Bovendien is het belangrijk om een strategie te ontwikkelen waarin verschillende maatregelen zijn opgenomen om de mobiliteitsvraag te spreiden en daardoor de “massa-effecten” te vermijden. Van die maatregelen is een gedifferentieerde prijsbepaling naargelang het uur van de dag een interessante oplossing, die reeds in verschillende steden in de wereld werd ingevoerd. Het idee is om de tarieven van de vervoersbewijzen aan te passen voor de gebruikers die voor en na de spitsuren het vervoer nemen.

Die strategie is niet uitzonderlijk. Integendeel, de aanpassing van tarieven naargelang de gebruiksperiode is een gangbare praktijk. In België is de elektriciteit goedkoper ’s nachts, de trein goedkoper in het weekend en de bioskoop vaak goedkoper op maandag.

Die methode moet echter niet alleen worden ingevoerd om dwingende gezondheidsredenen. Op lange termijn zou het daarmee immers ook mogelijk zijn te voorkomen dat onze netwerken moet worden uitgebreid enkel en alleen omwille van de pieken in de mobiliteitsvraag. Op die manier kan de methode tot veel besparingen leiden, doordat nieuwe investeringen in de tram- of metrolijnen in verband met de saturatie van respectievelijk bussen en trams kunnen worden voorkomen.

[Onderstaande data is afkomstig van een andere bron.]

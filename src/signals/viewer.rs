//! Per-viewer overlay: dismissed signals and acknowledged bonus notices.
//!
//! State is keyed by (account id, scope) so one account can hold independent
//! views, e.g. one per terminal session.

use std::collections::{HashMap, HashSet};
use std::fmt;
use std::sync::Arc;

use rust_decimal::Decimal;
use serde::{Deserialize, Serialize};
use tokio::sync::{Mutex, RwLock};
use uuid::Uuid;

use crate::db::Store;
use crate::error::TerminalResult;

/// Scope used when the caller has no session of its own.
pub const DEFAULT_SCOPE: &str = "default";

/// Identifies one viewer's state.
#[derive(Debug, Clone, PartialEq, Eq, Hash, Serialize, Deserialize)]
pub struct ViewerKey {
    pub account_id: Uuid,
    pub scope: String,
}

impl ViewerKey {
    pub fn new(account_id: Uuid, scope: impl Into<String>) -> Self {
        Self {
            account_id,
            scope: scope.into(),
        }
    }
}

impl fmt::Display for ViewerKey {
    fn fmt(&self, f: &mut fmt::Formatter<'_>) -> fmt::Result {
        write!(f, "{}/{}", self.account_id, self.scope)
    }
}

/// What a single viewer has hidden or acknowledged.
#[derive(Debug, Clone, Default, Serialize, Deserialize)]
pub struct ViewerState {
    #[serde(default)]
    dismissed: HashSet<Uuid>,

    /// Last bonus percent this viewer was shown
    #[serde(default)]
    acknowledged_bonus: Option<Decimal>,
}

impl ViewerState {
    /// Hide a signal. Returns false if it was already hidden.
    pub fn dismiss(&mut self, signal_id: Uuid) -> bool {
        self.dismissed.insert(signal_id)
    }

    pub fn is_dismissed(&self, signal_id: &Uuid) -> bool {
        self.dismissed.contains(signal_id)
    }

    /// Drop ids that no longer refer to a live signal.
    pub fn retain_known(&mut self, known: &HashSet<Uuid>) {
        self.dismissed.retain(|id| known.contains(id));
    }

    pub fn dismissed_count(&self) -> usize {
        self.dismissed.len()
    }

    /// One-time bonus notice.
    ///
    /// Returns the bonus when it is positive and differs from the last one
    /// this viewer saw, and records it as seen.
    pub fn bonus_notice(&mut self, last_bonus_percent: Decimal) -> Option<Decimal> {
        if last_bonus_percent <= Decimal::ZERO {
            return None;
        }
        if self.acknowledged_bonus == Some(last_bonus_percent) {
            return None;
        }
        self.acknowledged_bonus = Some(last_bonus_percent);
        Some(last_bonus_percent)
    }
}

/// Cache of viewer states backed by the store.
///
/// Each key has its own lock, so a slow load or save for one viewer never
/// blocks another. Updates to the same key are serialized, so concurrent
/// polling loops of one session cannot lose each other's changes.
pub struct ViewerRegistry {
    store: Arc<dyn Store>,
    states: RwLock<HashMap<ViewerKey, Arc<Mutex<Option<ViewerState>>>>>,
}

impl ViewerRegistry {
    pub fn new(store: Arc<dyn Store>) -> Self {
        Self {
            store,
            states: RwLock::new(HashMap::new()),
        }
    }

    /// Cache slot for `key`; `None` until loaded from the store.
    async fn slot(&self, key: &ViewerKey) -> Arc<Mutex<Option<ViewerState>>> {
        if let Some(slot) = self.states.read().await.get(key) {
            return slot.clone();
        }
        self.states
            .write()
            .await
            .entry(key.clone())
            .or_default()
            .clone()
    }

    /// Current state for `key`.
    pub async fn get(&self, key: &ViewerKey) -> TerminalResult<ViewerState> {
        let slot = self.slot(key).await;
        let mut cached = slot.lock().await;

        if let Some(state) = cached.as_ref() {
            return Ok(state.clone());
        }
        let loaded = self.store.load_viewer(key).await?.unwrap_or_default();
        *cached = Some(loaded.clone());
        Ok(loaded)
    }

    /// Apply `f` to the viewer's state and persist the result.
    ///
    /// The cache only takes the new state once the store accepted it.
    pub async fn update<R>(
        &self,
        key: &ViewerKey,
        f: impl FnOnce(&mut ViewerState) -> R,
    ) -> TerminalResult<R> {
        let slot = self.slot(key).await;
        let mut cached = slot.lock().await;

        let mut state = match cached.as_ref() {
            Some(state) => state.clone(),
            None => self.store.load_viewer(key).await?.unwrap_or_default(),
        };
        let result = f(&mut state);
        self.store.save_viewer(key, &state).await?;
        *cached = Some(state);

        Ok(result)
    }

    /// Forget cached state for every scope of `account_id`.
    pub async fn evict_account(&self, account_id: Uuid) {
        let mut states = self.states.write().await;
        states.retain(|key, _| key.account_id != account_id);
    }
}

Om die reden wil ik u de volgende vraag stellen:

Welke maatregelen zijn er genomen om het tariefaanbod van het openbaar vervoer van de MIVB aan te passen (of te bestuderen) naargelang de uren, om de vraag te spreiden en het netwerk te ontlasten?
 
 
Antwoord    Op korte termijn is een prijszetting in functie van het tijdstip niet aan de orde.

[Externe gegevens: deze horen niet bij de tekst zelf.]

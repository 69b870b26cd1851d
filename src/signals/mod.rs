//! Broker signals and per-viewer visibility.

mod broadcaster;
mod viewer;

pub use broadcaster::{sweep, SignalBroadcaster, SignalDraft};
pub use viewer::{ViewerKey, ViewerRegistry, ViewerState, DEFAULT_SCOPE};
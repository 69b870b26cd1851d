//! Trading desk: accounts, manual trades and portfolio views.
//!
//! Each account is a single logical actor: its balance and positions live in
//! an [`AccountBook`] behind its own async mutex, so operations on one account
//! are serialized while different accounts proceed in parallel. Oracle calls
//! are made before the lock is taken, never while holding it.
//!
//! A removed account's book is flagged under its lock before it leaves the
//! map, so operations already queued on that lock fail with `NotFound`
//! instead of writing the account back.
//!
//! Multi-record changes are written in a fixed order (debit then position on
//! open, position then credit on close). Changes are applied to a copy and
//! only committed to the book once the store accepted them, so the book always
//! mirrors what was persisted.

use std::collections::{HashMap, HashSet};
use std::sync::Arc;

use chrono::{DateTime, Utc};
use futures::future::join_all;
use rust_decimal::Decimal;
use serde::Serialize;
use tokio::sync::{Mutex, OwnedMutexGuard, RwLock};
use tracing::{debug, info, warn};
use uuid::Uuid;

use crate::db::Store;
use crate::error::{TerminalError, TerminalResult};
use crate::ledger::{self, Allocation, Ledger, Settlement};
use crate::models::{Account, Position, Role, Side};
use crate::notify::{report, Notifier, Severity};
use crate::oracle::{PriceOracle, Quote};

use super::{OpenOrder, PositionManager, TerminalConfig};

/// An account with its positions.
#[derive(Debug, Clone)]
pub struct AccountBook {
    pub account: Account,
    pub positions: Vec<Position>,
    removed: bool,
}

impl AccountBook {
    fn new(account: Account, positions: Vec<Position>) -> Self {
        Self {
            account,
            positions,
            removed: false,
        }
    }
}

/// Result of closing a position.
#[derive(Debug, Clone, Serialize)]
pub struct ClosedTrade {
    pub position: Position,
    pub exit_price: Decimal,
    pub settlement: Settlement,
}

/// Roster line shown to brokers.
#[derive(Debug, Clone, Serialize)]
pub struct RosterEntry {
    pub account: Account,
    pub online: bool,
    pub open_positions: usize,
}

/// An open position valued at a market price.
#[derive(Debug, Clone, Serialize)]
pub struct PositionValuation {
    pub position: Position,
    pub price: Decimal,
    /// False when no quote was available and the entry price was used
    pub priced: bool,
    pub unrealized_pnl: Decimal,
}
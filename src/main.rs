//! Brokerage Trading Terminal
//!
//! Brokers allocate virtual capital and broadcast time-limited trade signals;
//! traders open positions manually or copy signals, valued against a live
//! or simulated price feed.

mod db;
mod error;
mod ledger;
mod models;
mod notify;
mod oracle;
mod session;
mod signals;
mod terminal;
mod trading;

use std::sync::Arc;
use std::time::Duration;

use anyhow::{Context, Result};
use chrono::Utc;
use clap::{Parser, Subcommand};
use rust_decimal::Decimal;
use tracing::{info, Level};
use tracing_subscriber::FmtSubscriber;
use uuid::Uuid;

use crate::db::Database;
use crate::models::{Role, Side, SignalState};
use crate::notify::TracingNotifier;
use crate::oracle::{HttpOracle, PriceOracle, SimulatedOracle, TimedOracle};
use crate::session::Session;
use crate::signals::{SignalDraft, ViewerKey, DEFAULT_SCOPE};
use crate::terminal::Terminal;
use crate::trading::TerminalConfig;

/// Brokerage trading terminal CLI.
#[derive(Parser)]
#[command(name = "terminal")]
#[command(about = "Virtual brokerage: capital allocation, signals and copy trading", long_about = None)]
struct Cli {
    /// Database URL
    #[arg(
        short,
        long,
        env = "TERMINAL_DATABASE_URL",
        default_value = "sqlite:./terminal.db?mode=rwc"
    )]
    database: String,

    /// Log level (trace, debug, info, warn, error)
    #[arg(short, long, default_value = "info")]
    log_level: String,

    /// Quote endpoint; the simulated feed is used when unset
    #[arg(long, env = "TERMINAL_ORACLE_URL")]
    oracle_url: Option<String>,

    #[command(subcommand)]
    command: Commands,
}

#[derive(Subcommand)]
enum Commands {
    /// Register a new account with a zero balance
    Register {
        name: String,

        /// broker or trader
        #[arg(short, long, default_value = "trader")]
        role: Role,
    },

    /// Allocate capital plus an optional bonus (brokers only)
    Allocate {
        /// Allocating broker's account id
        #[arg(long)]
        broker: Uuid,

        /// Receiving account id
        account: Uuid,

        amount: Decimal,

        /// Bonus percent on top of the amount
        #[arg(long, default_value = "0")]
        bonus: Decimal,
    },

    /// Add funds to an account
    Deposit { account: Uuid, amount: Decimal },

    /// Open a manual trade sized at a fraction of the balance
    Trade {
        account: Uuid,
        symbol: String,

        /// long or short
        side: Side,
    },

    /// Close an open position at the current price
    Close { account: Uuid, position: Uuid },

    /// Copy a broker signal
    Follow { account: Uuid, signal: Uuid },

    /// Show positions and unrealized P&L
    Positions {
        account: Uuid,

        /// Include closed positions
        #[arg(short, long)]
        all: bool,
    },

    /// Broadcast a trade signal (brokers only)
    Signal {
        broker: Uuid,
        symbol: String,
        side: Side,
        quantity: Decimal,

        #[arg(short, long, default_value = "")]
        rationale: String,

        /// Minutes until expiry
        #[arg(short, long)]
        minutes: Option<i64>,
    },

    /// List signals: active ones for a viewer, or the full history
    Signals {
        /// Show what this account currently sees
        #[arg(long)]
        viewer: Option<Uuid>,

        /// Only signals issued by this broker
        #[arg(long)]
        broker: Option<Uuid>,

        #[arg(long, default_value = DEFAULT_SCOPE)]
        scope: String,
    },

    /// Hide a signal from one viewer's dashboard
    Dismiss {
        account: Uuid,
        signal: Uuid,

        #[arg(long, default_value = DEFAULT_SCOPE)]
        scope: String,
    },

    /// Delete a signal for everyone (issuing broker only)
    DeleteSignal { broker: Uuid, signal: Uuid },

    /// Show all accounts with balances and online status
    Roster { broker: Uuid },

    /// Remove a trader and their positions (brokers only)
    RemoveAccount { broker: Uuid, account: Uuid },

    /// List symbols of the simulated feed
    Symbols,

    /// Fetch a quote
    Quote { symbol: String },

    /// Run a live session until Ctrl+C
    Watch {
        account: Uuid,

        #[arg(long, default_value = DEFAULT_SCOPE)]
        scope: String,

        /// Seconds between dashboard prints
        #[arg(short, long, default_value = "10")]
        interval: u64,
    },

    /// Show current configuration
    Config,
}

Krachtens artikel 18 van de ordonnantie van 22 november 1990 worden de prijzen van de vervoerbewijzen immers vastgesteld door de Regering op voorstel van de Raad van Bestuur van de MIVB en met naleving van volgende de principes, die bepaald zijn in het contract van openbare dienst van de MIVB:

- de sociale dimensie van de tarifering garanderen door specifieke tarieven toe te kennen op basis van
duidelijke en makkelijk controleerbare sociaaleconomische criteria;
- de interoperabiliteit met andere openbare vervoersmaatschappijen vergemakkelijken;
- de interoperabiliteit met andere mobiliteitsdiensten vergemakkelijken;
- kaderen in een toekomstige tariefintegratie in en rondom Brussel;
- kaderen in de perspectieven die worden geopend door de technologische ontwikkelingen.

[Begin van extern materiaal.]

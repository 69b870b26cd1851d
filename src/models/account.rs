//! Account model: a broker or trader holding virtual capital.

use chrono::{DateTime, Duration, Utc};
use rust_decimal::Decimal;
use serde::{Deserialize, Serialize};
use std::fmt;
use std::str::FromStr;
use uuid::Uuid;

/// Role assigned to an account at registration.
#[derive(Debug, Clone, Copy, PartialEq, Eq, Serialize, Deserialize)]
#[serde(rename_all = "lowercase")]
pub enum Role {
    Broker,
    Trader,
}

impl Role {
    pub fn as_str(&self) -> &'static str {
        match self {
            Role::Broker => "broker",
            Role::Trader => "trader",
        }
    }
}

impl fmt::Display for Role {
    fn fmt(&self, f: &mut fmt::Formatter<'_>) -> fmt::Result {
        f.pad(self.as_str())
    }
}

impl FromStr for Role {
    type Err = String;

    fn from_str(s: &str) -> Result<Self, Self::Err> {
        match s.to_lowercase().as_str() {
            "broker" => Ok(Role::Broker),
            "trader" => Ok(Role::Trader),
            other => Err(format!("unknown role '{}'", other)),
        }
    }
}

/// Account holding a balance and realized P&L.
///
/// `balance`, `realized_pnl` and `last_bonus_percent` are only changed through
/// [`crate::ledger::Ledger`].
#[derive(Debug, Clone, Serialize, Deserialize)]
pub struct Account {
    pub id: Uuid,

    /// Display name
    #[serde(default)]
    pub name: String,

    pub role: Role,

    /// Available cash, never negative after a committed operation
    pub balance: Decimal,

    /// Sum of settled P&L from closed positions
    #[serde(default)]
    pub realized_pnl: Decimal,

    /// Bonus percent applied by the most recent allocation (notice only)
    #[serde(default)]
    pub last_bonus_percent: Decimal,

    /// Last heartbeat from a session bound to this account
    pub last_seen_at: Option<DateTime<Utc>>,

    pub created_at: DateTime<Utc>,
}

impl Account {
    /// Create a new account with an empty balance.
    pub fn new(name: impl Into<String>, role: Role) -> Self {
        Self {
            id: Uuid::new_v4(),
            name: name.into(),
            role,
            balance: Decimal::ZERO,
            realized_pnl: Decimal::ZERO,
            last_bonus_percent: Decimal::ZERO,
            last_seen_at: None,
            created_at: Utc::now(),
        }
    }

    pub fn is_broker(&self) -> bool {
        self.role == Role::Broker
    }

    /// Online if a heartbeat arrived within `window` of `now`.
    pub fn is_online(&self, now: DateTime<Utc>, window: Duration) -> bool {
        match self.last_seen_at {
            Some(seen) => now - seen < window,
            None => false,
        }
    }

    pub fn touch(&mut self, now: DateTime<Utc>) {
        self.last_seen_at = Some(now);
    }

    /// Get display name (name or shortened id).
    pub fn display_name(&self) -> String {
        if !self.name.is_empty() {
            self.name.clone()
        } else {
            let id = self.id.simple().to_string();
            format!("{}...", &id[..8])
        }
    }
}

#[cfg(test)]
mod tests {
    use super::*;

    #[test]
    fn test_online_window() {
        let mut account = Account::new("alice", Role::Trader);
        let now = Utc::now();
        assert!(!account.is_online(now, Duration::seconds(60)));

        account.touch(now - Duration::seconds(30));
        assert!(account.is_online(now, Duration::seconds(60)));

        account.touch(now - Duration::seconds(61));
        assert!(!account.is_online(now, Duration::seconds(60)));
    }

    #[test]
    fn test_role_parse() {
        assert_eq!("Broker".parse::<Role>().unwrap(), Role::Broker);
        assert!("admin".parse::<Role>().is_err());
    }
}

Anderzijds voorziet het contract van openbare dienst van de MIVB dat de MIVB in overleg met Brussel Mobiliteit aan de Regering een tariefstrategie op middellange termijn voorstelt. Dat voorstel van tariefstrategie moet ondermeer in lijn zijn met de ambities van het regeerakkoord 2019-2024, de evolutie van de tariefproducten in de andere Europese vervoermaatschappijen, met de technologische ontwikkelingen om een maandelijkse betaling van de elektronische aankoop van vervoerbewijzen te integreren en met de ontwikkeling van geïntegreerde mobiliteitsoplossingen.

Ik heb van de MIVB begrepen dat dit voorstel op middellange termijn nog wordt onderzocht en ik kan u in dit stadium dus niet antwoorden op de pistes die daarin zouden kunnen onderzocht worden.